*Task input*:
# # # #

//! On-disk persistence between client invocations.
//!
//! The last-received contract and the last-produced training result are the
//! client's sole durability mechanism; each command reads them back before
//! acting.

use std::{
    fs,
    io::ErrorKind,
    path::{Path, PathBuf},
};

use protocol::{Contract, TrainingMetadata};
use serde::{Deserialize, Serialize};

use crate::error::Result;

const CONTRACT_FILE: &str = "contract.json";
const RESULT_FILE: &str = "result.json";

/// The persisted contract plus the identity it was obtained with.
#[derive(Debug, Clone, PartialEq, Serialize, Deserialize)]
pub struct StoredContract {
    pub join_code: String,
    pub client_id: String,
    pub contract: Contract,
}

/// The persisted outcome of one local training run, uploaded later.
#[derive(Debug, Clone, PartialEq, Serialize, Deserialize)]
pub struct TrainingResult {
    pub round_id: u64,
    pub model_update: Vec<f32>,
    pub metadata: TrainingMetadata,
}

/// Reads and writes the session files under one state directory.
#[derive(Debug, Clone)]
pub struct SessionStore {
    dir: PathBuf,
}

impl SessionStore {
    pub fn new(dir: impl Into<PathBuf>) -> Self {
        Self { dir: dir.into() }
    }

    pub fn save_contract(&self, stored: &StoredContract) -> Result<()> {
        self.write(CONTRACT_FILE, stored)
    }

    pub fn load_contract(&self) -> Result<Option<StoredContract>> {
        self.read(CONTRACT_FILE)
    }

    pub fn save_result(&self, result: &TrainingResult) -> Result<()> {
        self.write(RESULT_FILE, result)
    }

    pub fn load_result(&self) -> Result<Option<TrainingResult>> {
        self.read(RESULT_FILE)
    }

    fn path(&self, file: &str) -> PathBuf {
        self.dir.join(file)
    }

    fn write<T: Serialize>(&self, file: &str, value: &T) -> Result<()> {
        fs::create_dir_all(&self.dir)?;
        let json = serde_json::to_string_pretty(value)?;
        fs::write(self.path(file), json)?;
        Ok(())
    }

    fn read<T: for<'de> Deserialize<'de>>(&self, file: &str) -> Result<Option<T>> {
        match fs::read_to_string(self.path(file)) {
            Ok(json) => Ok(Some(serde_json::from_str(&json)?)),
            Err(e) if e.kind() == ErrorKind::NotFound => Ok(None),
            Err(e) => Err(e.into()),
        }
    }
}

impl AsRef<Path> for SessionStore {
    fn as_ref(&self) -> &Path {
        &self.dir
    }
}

# # # #

*Problem description*: Where in the listing does the string "const" appear? Copy every line that has it.

*Result below*:
const CONTRACT_FILE: &str = "contract.json";
const RESULT_FILE: &str = "result.json";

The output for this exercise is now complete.